If you want SAPs to carry more force than, say, a smart-alecky comment from the press secretary at a White House briefing, you have to engage the criticism of the legislation. The White House makes this claim: “The Administration believes the DISCLOSE Act is a necessary measure so that Americans will know who is trying to influence the Nation’s elections,” but then ignores the fact the bill exempts labor unions from the disclosure requirements imposed on corporations. The bill creates disparate treatment of political speech depending on whether the speaker is favored or disfavored.
But apparently supporters are going to try to bully instead of persuade members of Congres into voting for the bill. Greg Sargent, a Washington Post political blogger, has posted a copy of the House Democrats’ internal talking points. (Kudos to Mr. Sargent.) The debate boils down to this:
Critic: I believe this bill is an affront to the First Amendment, for the following reasons.
Supporter: BP is bad!
If you want substantive analysis of the bill, you really have to turn the critics. The Washington Post published a letter to the editor Saturday from Bradley A. Smith, the former chairman of the Federal Elections Commission and now chairman of the Center for Competitive Politics:
How the Disclose Act would affect free speech and the NRA
In their June 17 op-ed column, ” . . . No, it’s a matter of election honesty,” Reps. Chris Van Hollen (D-Md.) and Michael Castle (R-Del.) concluded that the Disclose Act “simply places disclosure requirements on political activities.” This is not true. In fact, beyond its disclosure provisions, which for the most part simply duplicate existing laws and seek to burden speech with excessive regulation, the act would directly prohibit a great deal of political speech that was legal even before the Supreme Court’s decision in Citizens United v. Federal Election Commission.
Prior to Citizens United, corporations and unions were free to speak about officeholders and candidates, without specifically advocating their election or defeat, for all but the 30 days immediately preceding a primary or the 60 days immediately preceding a general election. The Disclose Act, however, defines literally thousands of both nonprofit and for-profit entities as “government contractors” and prohibits them from mentioning a political candidate or officeholder for a period starting 90 days before the primary and going straight through to the general election. In Illinois and Indiana this year, that would be a speech blackout of one full year. In virtually all states it amounts to a blackout of six months or more for thousands of potential speakers.
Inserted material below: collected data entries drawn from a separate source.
use std::time::Duration;

use serde::Serialize;

use super::{predictions, Analysis, Prediction};
use crate::error::{check_range, Result};

pub const DEFAULT_DELAY: Duration = Duration::from_millis(1500);

pub const ESTIMATORS_RANGE: (u32, u32) = (10, 1000);
pub const LEARNING_RATE_RANGE: (f64, f64) = (0.01, 1.0);
pub const MAX_DEPTH_RANGE: (u32, u32) = (1, 10);
pub const SUBSAMPLE_RANGE: (f64, f64) = (0.1, 1.0);

#[derive(Debug, Clone, Copy, PartialEq, Serialize)]
pub struct GradientBoostingParams {
    n_estimators: u32,
    learning_rate: f64,
    max_depth: u32,
    subsample: f64,
}

impl GradientBoostingParams {
    /// # Errors
    /// Returns `ForestryErr::OutOfRange` naming the first input outside its form range.
    pub fn new(n_estimators: u32, learning_rate: f64, max_depth: u32, subsample: f64) -> Result<Self> {
        check_range(
            "n_estimators",
            n_estimators as f64,
            ESTIMATORS_RANGE.0 as f64,
            ESTIMATORS_RANGE.1 as f64,
        )?;
        let learning_rate = check_range(
            "learning_rate",
            learning_rate,
            LEARNING_RATE_RANGE.0,
            LEARNING_RATE_RANGE.1,
        )?;
        check_range(
            "max_depth",
            max_depth as f64,
            MAX_DEPTH_RANGE.0 as f64,
            MAX_DEPTH_RANGE.1 as f64,
        )?;
        let subsample = check_range("subsample", subsample, SUBSAMPLE_RANGE.0, SUBSAMPLE_RANGE.1)?;

        Ok(Self {
            n_estimators,
            learning_rate,
            max_depth,
            subsample,
        })
    }
}

impl Default for GradientBoostingParams {
    fn default() -> Self {
        Self {
            n_estimators: 100,
            learning_rate: 0.1,
            max_depth: 3,
            subsample: 1.0,
        }
    }
}

#[derive(Debug, Clone, PartialEq, Serialize)]
pub struct FeatureImportance {
    pub feature: &'static str,
    pub importance: f64,
}

#[derive(Debug, Clone, PartialEq, Serialize)]
#[serde(rename_all = "camelCase")]
pub struct GradientBoostingResults {
    pub accuracy: f64,
    pub predictions: Vec<Prediction>,
    pub feature_importance: Vec<FeatureImportance>,
}

/// Tree health classification by boosted trees.
#[derive(Debug, Clone)]
pub struct GradientBoostingAnalysis {
    params: GradientBoostingParams,
    delay: Duration,
}

impl GradientBoostingAnalysis {
    pub fn new(params: GradientBoostingParams) -> Self {
        Self {
            params,
            delay: DEFAULT_DELAY,
        }
    }

    pub fn with_delay(mut self, delay: Duration) -> Self {
        self.delay = delay;
        self
    }
}

impl Analysis for GradientBoostingAnalysis {
    type Params = GradientBoostingParams;
    type Output = GradientBoostingResults;

    fn name(&self) -> &'static str {
        "Gradient Boosting"
    }

    fn delay(&self) -> Duration {
        self.delay
    }

    fn params(&self) -> &GradientBoostingParams {
        &self.params
    }

    fn compute(&self) -> Result<GradientBoostingResults> {
        let feature_importance = [
            ("Crown Density", 0.35),
            ("DBH", 0.25),
            ("Soil pH", 0.20),
            ("Canopy Cover", 0.15),
            ("Age", 0.05),
        ]
        .into_iter()
        .map(|(feature, importance)| FeatureImportance {
            feature,
            importance,
        })
        .collect();

        Ok(GradientBoostingResults {
            accuracy: 0.92,
            predictions: predictions(&[
                ("Healthy", "Healthy"),
                ("Stressed", "Stressed"),
                ("Diseased", "Healthy"),
                ("Healthy", "Healthy"),
            ]),
            feature_importance,
        })
    }
}
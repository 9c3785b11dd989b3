use std::{str::FromStr, time::Duration};

use serde::Serialize;

use super::{predictions, Analysis, Prediction};
use crate::error::{check_range, ForestryErr, Result};

pub const DEFAULT_DELAY: Duration = Duration::from_millis(1500);

#[derive(Debug, Clone, Copy, PartialEq, Eq, Default, Serialize)]
#[serde(rename_all = "snake_case")]
pub enum DistanceMetric {
    #[default]
    Euclidean,
    Manhattan,
    Minkowski,
}

impl FromStr for DistanceMetric {
    type Err = ForestryErr;

    fn from_str(s: &str) -> Result<Self> {
        match s {
            "euclidean" => Ok(Self::Euclidean),
            "manhattan" => Ok(Self::Manhattan),
            "minkowski" => Ok(Self::Minkowski),
            other => Err(ForestryErr::UnknownMetric(other.to_string())),
        }
    }
}

#[derive(Debug, Clone, Copy, PartialEq, Eq, Default, Serialize)]
#[serde(rename_all = "snake_case")]
pub enum Weighting {
    #[default]
    Uniform,
    Distance,
}

impl FromStr for Weighting {
    type Err = ForestryErr;

    fn from_str(s: &str) -> Result<Self> {
        match s {
            "uniform" => Ok(Self::Uniform),
            "distance" => Ok(Self::Distance),
            other => Err(ForestryErr::UnknownWeighting(other.to_string())),
        }
    }
}

#[derive(Debug, Clone, Copy, PartialEq, Eq, Serialize)]
pub struct KnnParams {
    n_neighbors: u32,
    metric: DistanceMetric,
    weights: Weighting,
}

impl KnnParams {
    /// # Errors
    /// Returns `ForestryErr::OutOfRange` if `n_neighbors` is zero.
    pub fn new(n_neighbors: u32, metric: DistanceMetric, weights: Weighting) -> Result<Self> {
        check_range("n_neighbors", n_neighbors as f64, 1.0, f64::INFINITY)?;
        Ok(Self {
            n_neighbors,
            metric,
            weights,
        })
    }

    pub fn n_neighbors(&self) -> u32 {
        self.n_neighbors
    }
}

impl Default for KnnParams {
    fn default() -> Self {
        Self {
            n_neighbors: 5,
            metric: DistanceMetric::Euclidean,
            weights: Weighting::Uniform,
        }
    }
}

#[derive(Debug, Clone, PartialEq, Serialize)]
#[serde(rename_all = "camelCase")]
pub struct KnnResults {
    pub accuracy: f64,
    pub predictions: Vec<Prediction>,
    pub confusion_matrix: Vec<Vec<u32>>,
}

/// Species classification by nearest neighbors.
#[derive(Debug, Clone)]
pub struct KnnAnalysis {
    params: KnnParams,
    delay: Duration,
}

impl KnnAnalysis {
    pub fn new(params: KnnParams) -> Self {
        Self {
            params,
            delay: DEFAULT_DELAY,
        }
    }

    pub fn with_delay(mut self, delay: Duration) -> Self {
        self.delay = delay;
        self
    }
}

impl Analysis for KnnAnalysis {
    type Params = KnnParams;
    type Output = KnnResults;

    fn name(&self) -> &'static str {
        "KNN"
    }

    fn delay(&self) -> Duration {
        self.delay
    }

    fn params(&self) -> &KnnParams {
        &self.params
    }

    fn compute(&self) -> Result<KnnResults> {
        Ok(KnnResults {
            accuracy: 0.85,
            predictions: predictions(&[("Pine", "Pine"), ("Oak", "Oak"), ("Maple", "Pine")]),
            confusion_matrix: vec![vec![10, 2, 1], vec![1, 8, 2], vec![2, 1, 9]],
        })
    }
}

#[cfg(test)]
mod tests {
    use super::*;

    #[test]
    fn zero_neighbors_is_rejected() {
        assert!(KnnParams::new(0, DistanceMetric::Euclidean, Weighting::Uniform).is_err());
        assert!(KnnParams::new(1, DistanceMetric::Manhattan, Weighting::Distance).is_ok());
    }

    #[test]
    fn select_values_parse() {
        assert_eq!(
            "minkowski".parse::<DistanceMetric>().unwrap(),
            DistanceMetric::Minkowski
        );
        assert_eq!("distance".parse::<Weighting>().unwrap(), Weighting::Distance);
        assert!("cosine".parse::<DistanceMetric>().is_err());
        assert!("inverse".parse::<Weighting>().is_err());
    }

    #[test]
    fn parameters_serialize_with_form_keys() {
        let value = serde_json::to_value(KnnParams::default()).unwrap();
        assert_eq!(
            value,
            serde_json::json!({ "n_neighbors": 5, "metric": "euclidean", "weights": "uniform" })
        );
    }

    #[test]
    fn confusion_matrix_is_square() {
        let results = KnnAnalysis::new(KnnParams::default()).compute().unwrap();
        assert!(results.confusion_matrix.iter().all(|row| row.len() == 3));
        assert_eq!(results.predictions.len(), 3);
    }
}
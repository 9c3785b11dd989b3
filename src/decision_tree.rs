use std::fmt;

use serde::Serialize;

use crate::{
    error::{check_range, Result},
    features::{FeatureId, FeatureTables},
};

pub const DEPTH_RANGE: (u32, u32) = (1, 10);
pub const MIN_SAMPLES_RANGE: (u32, u32) = (2, 10);

/// The two sliders of the decision tree view.
#[derive(Debug, Clone, Copy, PartialEq, Eq, Serialize)]
#[serde(rename_all = "camelCase")]
pub struct DecisionTreeParams {
    tree_depth: u32,
    min_samples_split: u32,
}

impl DecisionTreeParams {
    /// Creates a new set of decision tree hyperparameters.
    ///
    /// # Arguments
    /// * `tree_depth` - How deep the tree may grow, within `[1, 10]`.
    /// * `min_samples_split` - Samples needed to split a node, within `[2, 10]`.
    ///
    /// # Errors
    /// Returns `ForestryErr::OutOfRange` if either value is outside its slider range.
    pub fn new(tree_depth: u32, min_samples_split: u32) -> Result<Self> {
        check_range(
            "tree_depth",
            tree_depth as f64,
            DEPTH_RANGE.0 as f64,
            DEPTH_RANGE.1 as f64,
        )?;
        check_range(
            "min_samples_split",
            min_samples_split as f64,
            MIN_SAMPLES_RANGE.0 as f64,
            MIN_SAMPLES_RANGE.1 as f64,
        )?;

        Ok(Self {
            tree_depth,
            min_samples_split,
        })
    }

    pub fn tree_depth(&self) -> u32 {
        self.tree_depth
    }

    pub fn min_samples_split(&self) -> u32 {
        self.min_samples_split
    }
}

impl Default for DecisionTreeParams {
    fn default() -> Self {
        Self {
            tree_depth: 3,
            min_samples_split: 2,
        }
    }
}

/// Synthesizes the value a single decision tree would predict for `base_value`.
///
/// Deeper trees damp the variation, larger split thresholds amplify it.
pub fn predict(
    tables: &FeatureTables,
    base_value: f64,
    feature: FeatureId,
    depth: u32,
    min_samples: u32,
) -> f64 {
    let factors = tables.tree_factors(feature);
    let depth = depth as f64;
    let min_samples = min_samples as f64;

    let depth_effect = (depth / 10.0) * factors.depth_weight;
    let samples_effect = (min_samples / 10.0) * factors.sample_weight;
    let variation = (base_value * depth * factors.baseline).sin() * samples_effect;

    base_value + variation * (1.0 - depth_effect)
}

/// The fabricated performance figures shown under the chart.
#[derive(Debug, Clone, Copy, PartialEq, Serialize)]
#[serde(rename_all = "camelCase")]
pub struct DecisionTreeMetrics {
    pub accuracy: f64,
    pub mean_error: f64,
    pub sample_count: u32,
}

impl DecisionTreeMetrics {
    pub fn from_params(params: &DecisionTreeParams) -> Self {
        let depth = params.tree_depth as f64;
        let min_samples = params.min_samples_split as f64;

        Self {
            accuracy: 100.0 - (depth * 0.5 + min_samples * 0.3),
            mean_error: 0.2 + (depth * 0.02 + min_samples * 0.01),
            sample_count: 1000 + params.tree_depth * 100 + params.min_samples_split * 50,
        }
    }
}

impl fmt::Display for DecisionTreeMetrics {
    fn fmt(&self, f: &mut fmt::Formatter<'_>) -> fmt::Result {
        write!(
            f,
            "accuracy {:.1}% | mean error {:.2} | samples {}",
            self.accuracy, self.mean_error, self.sample_count
        )
    }
}

/// One point of the actual-vs-predicted chart.
#[derive(Debug, Clone, PartialEq, Serialize)]
pub struct PredictedSample {
    pub name: String,
    pub value: f64,
    pub prediction: f64,
}

/// Everything the decision tree view draws for one set of inputs.
#[derive(Debug, Clone, Serialize)]
pub struct DecisionTreeView {
    pub feature: FeatureId,
    pub params: DecisionTreeParams,
    pub samples: Vec<PredictedSample>,
    pub metrics: DecisionTreeMetrics,
}

impl DecisionTreeView {
    /// Recomputes the chart series and metrics from scratch.
    pub fn render(tables: &FeatureTables, feature: FeatureId, params: DecisionTreeParams) -> Self {
        log::debug!(
            "rendering decision tree view: feature={feature}, depth={}, min_samples={}",
            params.tree_depth,
            params.min_samples_split
        );

        let samples = tables
            .samples(feature)
            .iter()
            .map(|s| PredictedSample {
                name: s.name.clone(),
                value: s.value,
                prediction: predict(
                    tables,
                    s.value,
                    feature,
                    params.tree_depth,
                    params.min_samples_split,
                ),
            })
            .collect();

        Self {
            feature,
            params,
            samples,
            metrics: DecisionTreeMetrics::from_params(&params),
        }
    }
}

#[cfg(test)]
mod tests {
    use super::*;

    const EPS: f64 = 1e-9;

    #[test]
    fn prediction_is_pure() {
        let tables = FeatureTables::forestry();
        for feature in FeatureId::ALL {
            for depth in 1..=10 {
                for min_samples in 2..=10 {
                    let a = predict(&tables, 30.2, feature, depth, min_samples);
                    let b = predict(&tables, 30.2, feature, depth, min_samples);
                    assert_eq!(a.to_bits(), b.to_bits());
                }
            }
        }
    }

    #[test]
    fn prediction_follows_the_closed_form() {
        let tables = FeatureTables::forestry();
        // height: depth_weight 0.15, sample_weight 0.1, baseline 1.0
        let expected = 25.5 + (25.5f64 * 3.0).sin() * 0.02 * (1.0 - 0.045);
        let got = predict(&tables, 25.5, FeatureId::Height, 3, 2);
        assert!((got - expected).abs() < EPS);
    }

    #[test]
    fn unknown_feature_predicts_like_height() {
        let tables = FeatureTables::forestry();
        let unknown = FeatureId::from_name("unknown-feature");
        for depth in 1..=10 {
            let a = predict(&tables, 28.7, unknown, depth, 4);
            let b = predict(&tables, 28.7, FeatureId::Height, depth, 4);
            assert_eq!(a.to_bits(), b.to_bits());
        }
    }

    #[test]
    fn default_metrics_match_the_reference_values() {
        let params = DecisionTreeParams::new(3, 2).unwrap();
        let metrics = DecisionTreeMetrics::from_params(&params);
        assert!((metrics.accuracy - 97.9).abs() < EPS);
        assert!((metrics.mean_error - 0.28).abs() < EPS);
        assert_eq!(metrics.sample_count, 1400);
        assert_eq!(
            metrics.to_string(),
            "accuracy 97.9% | mean error 0.28 | samples 1400"
        );
    }

    #[test]
    fn params_outside_slider_range_are_rejected() {
        assert!(DecisionTreeParams::new(0, 2).is_err());
        assert!(DecisionTreeParams::new(11, 2).is_err());
        assert!(DecisionTreeParams::new(3, 1).is_err());
        assert!(DecisionTreeParams::new(3, 11).is_err());
        assert_eq!(
            DecisionTreeParams::new(3, 2).unwrap(),
            DecisionTreeParams::default()
        );
    }

    #[test]
    fn view_predicts_every_sample() {
        let tables = FeatureTables::forestry();
        let params = DecisionTreeParams::default();
        let view = DecisionTreeView::render(&tables, FeatureId::Age, params);

        assert_eq!(view.samples.len(), 5);
        for (point, sample) in view.samples.iter().zip(tables.samples(FeatureId::Age)) {
            assert_eq!(point.value, sample.value);
            assert_eq!(
                point.prediction,
                predict(&tables, sample.value, FeatureId::Age, 3, 2)
            );
        }
    }
}
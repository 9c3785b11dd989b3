use std::{str::FromStr, time::Duration};

use serde::Serialize;

use super::{predictions, Analysis, Prediction};
use crate::error::{check_range, ForestryErr, Result};

pub const DEFAULT_DELAY: Duration = Duration::from_millis(2000);

pub const LAYERS_RANGE: (u32, u32) = (1, 10);
pub const NEURONS_RANGE: (u32, u32) = (1, 1024);
pub const LEARNING_RATE_RANGE: (f64, f64) = (0.0001, 1.0);

#[derive(Debug, Clone, Copy, PartialEq, Eq, Default, Serialize)]
#[serde(rename_all = "snake_case")]
pub enum Activation {
    #[default]
    Relu,
    Sigmoid,
    Tanh,
}

impl FromStr for Activation {
    type Err = ForestryErr;

    fn from_str(s: &str) -> Result<Self> {
        match s {
            "relu" => Ok(Self::Relu),
            "sigmoid" => Ok(Self::Sigmoid),
            "tanh" => Ok(Self::Tanh),
            other => Err(ForestryErr::UnknownActivation(other.to_string())),
        }
    }
}

#[derive(Debug, Clone, Copy, PartialEq, Serialize)]
pub struct NeuralNetworkParams {
    layers: u32,
    neurons: u32,
    epochs: u32,
    #[serde(rename = "learningRate")]
    learning_rate: f64,
    activation: Activation,
}

impl NeuralNetworkParams {
    /// Creates the network shape and training knobs.
    ///
    /// # Arguments
    /// * `layers` - Hidden layer count within `[1, 10]`.
    /// * `neurons` - Neurons per hidden layer within `[1, 1024]`.
    /// * `epochs` - Training epochs, at least 1.
    /// * `learning_rate` - Step size within `[0.0001, 1]`.
    /// * `activation` - Hidden layer activation.
    ///
    /// # Errors
    /// Returns `ForestryErr::OutOfRange` naming the first offending input.
    pub fn new(
        layers: u32,
        neurons: u32,
        epochs: u32,
        learning_rate: f64,
        activation: Activation,
    ) -> Result<Self> {
        check_range(
            "layers",
            layers as f64,
            LAYERS_RANGE.0 as f64,
            LAYERS_RANGE.1 as f64,
        )?;
        check_range(
            "neurons",
            neurons as f64,
            NEURONS_RANGE.0 as f64,
            NEURONS_RANGE.1 as f64,
        )?;
        check_range("epochs", epochs as f64, 1.0, f64::INFINITY)?;
        let learning_rate = check_range(
            "learning_rate",
            learning_rate,
            LEARNING_RATE_RANGE.0,
            LEARNING_RATE_RANGE.1,
        )?;

        Ok(Self {
            layers,
            neurons,
            epochs,
            learning_rate,
            activation,
        })
    }

    pub fn layers(&self) -> u32 {
        self.layers
    }

    pub fn neurons(&self) -> u32 {
        self.neurons
    }
}

impl Default for NeuralNetworkParams {
    fn default() -> Self {
        Self {
            layers: 3,
            neurons: 64,
            epochs: 100,
            learning_rate: 0.001,
            activation: Activation::Relu,
        }
    }
}

#[derive(Debug, Clone, PartialEq, Serialize)]
#[serde(rename_all = "camelCase")]
pub struct NeuralNetworkResults {
    pub accuracy: f64,
    pub predictions: Vec<Prediction>,
    pub loss_history: Vec<f64>,
}

#[derive(Debug, Clone)]
pub struct NeuralNetworkAnalysis {
    params: NeuralNetworkParams,
    delay: Duration,
}

impl NeuralNetworkAnalysis {
    pub fn new(params: NeuralNetworkParams) -> Self {
        Self {
            params,
            delay: DEFAULT_DELAY,
        }
    }

    pub fn with_delay(mut self, delay: Duration) -> Self {
        self.delay = delay;
        self
    }
}

impl Analysis for NeuralNetworkAnalysis {
    type Params = NeuralNetworkParams;
    type Output = NeuralNetworkResults;

    fn name(&self) -> &'static str {
        "Neural Network"
    }

    fn delay(&self) -> Duration {
        self.delay
    }

    fn params(&self) -> &NeuralNetworkParams {
        &self.params
    }

    fn compute(&self) -> Result<NeuralNetworkResults> {
        Ok(NeuralNetworkResults {
            accuracy: 0.89,
            predictions: predictions(&[
                ("Pine", "Pine"),
                ("Oak", "Oak"),
                ("Maple", "Maple"),
                ("Birch", "Pine"),
            ]),
            loss_history: vec![0.8, 0.6, 0.4, 0.3, 0.25, 0.2],
        })
    }
}

#[cfg(test)]
mod tests {
    use super::*;

    #[test]
    fn learning_rate_bounds() {
        let new = |lr| NeuralNetworkParams::new(3, 64, 100, lr, Activation::Tanh);
        assert!(new(0.0001).is_ok());
        assert!(new(1.0).is_ok());
        assert!(new(0.00001).is_err());
        assert!(new(1.5).is_err());
    }

    #[test]
    fn network_shape_bounds() {
        let new = |layers, neurons| {
            NeuralNetworkParams::new(layers, neurons, 100, 0.001, Activation::Relu)
        };
        assert!(new(1, 1).is_ok());
        assert!(new(10, 1024).is_ok());
        assert!(matches!(new(0, 64), Err(ForestryErr::OutOfRange { .. })));
        assert!(matches!(new(11, 64), Err(ForestryErr::OutOfRange { .. })));
        assert!(matches!(new(3, 4_000_000_000), Err(ForestryErr::OutOfRange { .. })));
    }

    #[test]
    fn parameters_keep_the_camel_case_learning_rate_key() {
        let value = serde_json::to_value(NeuralNetworkParams::default()).unwrap();
        assert_eq!(value["learningRate"], serde_json::json!(0.001));
        assert_eq!(value["activation"], serde_json::json!("relu"));
    }

    #[test]
    fn loss_history_decreases() {
        let results = NeuralNetworkAnalysis::new(NeuralNetworkParams::default())
            .compute()
            .unwrap();
        assert!(results.loss_history.windows(2).all(|w| w[1] < w[0]));
    }
}
//! Command handlers for the Confab CLI

pub mod ask;
pub mod info;
pub mod reset;
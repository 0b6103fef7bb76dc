//! Emergency guard for catastrophically oversized context
//!
//! A second safety net, independent of the normal pruning policy, checked
//! against the emergency tier (1.5x the hard tier) immediately before the
//! user message is appended and again after the assistant response lands.
//! Recovery is two-step: first shed a bloated analysis cache, which is
//! cheaper and less destructive to conversational continuity than dropping
//! messages, then cut messages deterministically if the store is still
//! over. The adaptive strategy is never used here.

use crate::context::estimator;
use crate::context::limits::PruningLimits;
use crate::context::pruner::Pruner;
use crate::context::store::ContextStore;

/// What the emergency guard did during one enforcement pass
#[derive(Debug, Clone, Copy, Default, PartialEq, Eq)]
pub struct EmergencyOutcome {
    /// The analysis cache was discarded
    pub cache_cleared: bool,
    /// Messages were cut deterministically
    pub messages_pruned: bool,
}

impl EmergencyOutcome {
    /// Returns true if the guard took any action
    pub fn acted(&self) -> bool {
        self.cache_cleared || self.messages_pruned
    }
}

/// Emergency guard over one context store
#[derive(Debug, Clone, Copy)]
pub struct EmergencyGuard {
    limits: PruningLimits,
}

impl EmergencyGuard {
    /// Creates a guard with the given limits
    pub fn new(limits: PruningLimits) -> Self {
        Self { limits }
    }

    /// Checks whether the store exceeds an emergency ceiling
    pub fn triggered(&self, store: &ContextStore) -> bool {
        store.estimate_tokens() > self.limits.emergency_tokens
            || store.messages.len() > self.limits.emergency_messages
    }

    /// Brings an oversized store back under control
    ///
    /// Best effort: the guard logs what it sheds and never fails the
    /// caller's query.
    pub fn enforce(&self, store: &mut ContextStore) -> EmergencyOutcome {
        let mut outcome = EmergencyOutcome::default();
        if !self.triggered(store) {
            return outcome;
        }

        tracing::warn!(
            messages = store.messages.len(),
            tokens = store.estimate_tokens(),
            "Context exceeds emergency limits"
        );

        if let Some(cache) = &store.analysis_cache {
            let cache_tokens = estimator::estimate_analysis_cache(cache);
            let total_tokens = store.estimate_tokens();
            if cache_tokens * 2 > total_tokens {
                store.clear_analysis_cache();
                outcome.cache_cleared = true;
                tracing::warn!(
                    freed = cache_tokens,
                    "Emergency guard discarded oversized analysis cache"
                );
            }
        }

        if self.triggered(store) {
            Pruner::new(None, self.limits).prune_deterministic(store);
            outcome.messages_pruned = true;
            tracing::warn!(
                remaining = store.messages.len(),
                "Emergency guard forced deterministic pruning"
            );
        }

        outcome
    }
}

#[cfg(test)]
mod tests {
    use super::*;
    use crate::context::store::AnalysisCache;

    fn guard() -> EmergencyGuard {
        EmergencyGuard::new(PruningLimits::default())
    }

    #[test]
    fn test_not_triggered_for_small_store() {
        let mut store = ContextStore::new("/test/dir");
        store.add_message("user", "Hello");

        assert!(!guard().triggered(&store));
        let outcome = guard().enforce(&mut store);
        assert!(!outcome.acted());
        assert_eq!(store.messages.len(), 1);
    }

    #[test]
    fn test_triggered_by_message_count() {
        let mut store = ContextStore::new("/test/dir");
        for i in 0..151 {
            store.add_message("user", format!("m{}", i));
        }
        assert!(guard().triggered(&store));
    }

    #[test]
    fn test_not_triggered_at_exactly_the_ceiling() {
        let mut store = ContextStore::new("/test/dir");
        for i in 0..150 {
            store.add_message("user", format!("{}", i));
        }
        assert!(!guard().triggered(&store));
    }

    #[test]
    fn test_huge_analysis_cache_is_cleared() {
        let mut store = ContextStore::new("/test/dir");
        // ~300KB of tree and ~115KB of README push the estimate far past
        // the emergency ceiling on their own
        store.set_analysis_cache(AnalysisCache {
            file_tree: "src/\n  file.rs\n  utils.rs\n".repeat(10_000),
            readme_content: Some("This is documentation.\n".repeat(5_000)),
            primary_configs: vec!["Cargo.toml".to_string(), "package.json".to_string()],
        });

        let initial_tokens = store.estimate_tokens();
        assert!(initial_tokens > 37_500);

        let outcome = guard().enforce(&mut store);

        assert!(outcome.acted());
        assert!(outcome.cache_cleared);
        assert!(!outcome.messages_pruned);
        assert!(store.analysis_cache.is_none());
        assert!(store.last_analysis_at.is_none());
        assert!(store.estimate_tokens() < initial_tokens / 2);
        assert!(store.estimate_tokens() <= 37_500);
    }

    #[test]
    fn test_cache_shedding_comes_before_message_cuts() {
        let mut store = ContextStore::new("/test/dir");
        for i in 0..20 {
            store.add_message("user", format!("message {}", i));
        }
        store.set_analysis_cache(AnalysisCache {
            file_tree: "x".repeat(200_000),
            readme_content: None,
            primary_configs: vec![],
        });

        let outcome = guard().enforce(&mut store);

        // Dropping the cache alone brings the store back under the
        // ceiling; messages survive untouched
        assert!(outcome.cache_cleared);
        assert!(!outcome.messages_pruned);
        assert_eq!(store.messages.len(), 20);
    }

    #[test]
    fn test_message_cut_when_cache_shedding_is_not_enough() {
        let mut store = ContextStore::new("/test/dir");
        for i in 0..160 {
            store.add_message("user", format!("message {}", i));
        }

        let outcome = guard().enforce(&mut store);

        assert!(!outcome.cache_cleared);
        assert!(outcome.messages_pruned);
        assert_eq!(
            store.messages.len(),
            PruningLimits::default().target_messages
        );
        assert_eq!(store.metadata.prune_count, 1);
    }

    #[test]
    fn test_small_cache_is_kept_when_messages_dominate() {
        let mut store = ContextStore::new("/test/dir");
        for _ in 0..10 {
            store.add_message("user", "y".repeat(45_000));
        }
        store.set_analysis_cache(AnalysisCache {
            file_tree: "src/\n  main.rs\n".to_string(),
            readme_content: None,
            primary_configs: vec![],
        });

        // Tokens: ~112,500 from messages, a handful from the cache
        assert!(guard().triggered(&store));
        let outcome = guard().enforce(&mut store);

        // The cache is under half the total, so messages take the cut
        assert!(!outcome.cache_cleared);
        assert!(outcome.messages_pruned);
        assert!(store.analysis_cache.is_some());
    }

    #[test]
    fn test_metadata_consistent_after_enforcement() {
        let mut store = ContextStore::new("/test/dir");
        for i in 0..160 {
            store.add_message("user", format!("message {}", i));
        }
        store.set_analysis_cache(AnalysisCache {
            file_tree: "x".repeat(300_000),
            readme_content: None,
            primary_configs: vec![],
        });

        guard().enforce(&mut store);

        assert_eq!(store.metadata.total_messages, store.messages.len());
        assert_eq!(store.metadata.total_tokens_estimate, store.estimate_tokens());
    }
}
It is even worse in presidential elections, where the blackout period starts 120 days before the New Hampshire primary, or around Labor Day 2011, and lasts through the 2012 general election.
It should be axiomatic that Congress cannot respond to a Supreme Court decision guaranteeing speech rights by limiting speech that was legal even before that decision.
Speech blackouts? Too bad the White House chooses in its SAP to ignore the legitimate criticism of the DISCLOSE Act’s unprecedented — UNPRECEDENTED — limits on political speech.